Resonance assignment and secondary structure of the middle MA-3 domain and complete tandem MA-3 region of the tumour suppressor protein Pdcd4

Pdcd4 (Programmed Cell Death Protein 4) is a novel eukaryotic tumour suppressor protein, which is involved in the regulation of both transcription and translation (reviewed in Lankat-Buttgereit and Goke 2009). The protein contains two interacting MA-3 domains (MA-3(M) and MA-3(C)), which are linked by a short semi-flexible linker region (Waters et al. 2007; Suzuki et al. 2008).
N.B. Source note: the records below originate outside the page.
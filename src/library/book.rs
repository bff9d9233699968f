//! Book manifest model.

use serde::{Deserialize, Serialize};

/// A book as listed in the server manifest.
#[derive(Debug, Clone, PartialEq, Serialize, Deserialize)]
pub struct Book {
    /// Stable identifier, the join key everywhere.
    pub id: String,

    /// Book title.
    pub title: String,

    /// Relative path within the library (e.g., "Abara/Abara T01.cbz").
    pub path: String,

    /// Authors (may be empty).
    #[serde(default)]
    pub authors: Vec<String>,

    /// File format (epub, pdf, cbz, etc.).
    #[serde(default, skip_serializing_if = "Option::is_none")]
    pub format: Option<String>,

    /// File size of the real book in bytes.
    #[serde(default, skip_serializing_if = "Option::is_none")]
    pub size: Option<u64>,

    /// Whether the server has a cover for it.
    #[serde(default)]
    pub has_cover: bool,

    /// Series name.
    #[serde(default, skip_serializing_if = "Option::is_none")]
    pub series: Option<String>,

    /// Position in series.
    #[serde(default, skip_serializing_if = "Option::is_none")]
    pub series_index: Option<f32>,

    /// Description.
    #[serde(default, skip_serializing_if = "Option::is_none")]
    pub description: Option<String>,
}

impl Book {
    /// Create a book with only the required manifest fields.
    pub fn new(id: impl Into<String>, title: impl Into<String>, path: impl Into<String>) -> Self {
        Self {
            id: id.into(),
            title: title.into(),
            path: path.into(),
            authors: Vec::new(),
            format: None,
            size: None,
            has_cover: false,
            series: None,
            series_index: None,
            description: None,
        }
    }

    /// Get display name for authors.
    pub fn authors_display(&self) -> String {
        if self.authors.is_empty() {
            "Unknown Author".to_string()
        } else {
            self.authors.join(", ")
        }
    }
}

/// Manifest returned by `GET /api/library`.
#[derive(Debug, Clone, Default, Deserialize)]
pub struct Manifest {
    /// Books in server order.
    #[serde(default)]
    pub books: Vec<Book>,
}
The MA-3 domains are involved in mediating specific protein-protein interactions with functional partners such as eIF4A (Yang et al. 2003 ). Here we report essentially complete backbone and side chain N-15, C-13 and H-1 assignments for a construct composed of the middle MA-3 domain and subsequent linker region (MA-3(M)) and backbone assignments for the entire tandem MA-3 region of Pdcd4 (Pdcd4 MA-3(M-C)). Analysis of the backbone chemical shift data obtained indicates that Pdcd4 MA-3(M) contains eight helical regions corresponding to over 74% of the protein backbone and that Pdcd4 MA-3(M-C) contains fifteen helical regions (72%). Comparison of the position of these helical regions with those observed in the crystal structures suggests that the solution and crystal structures of both proteins are very similar.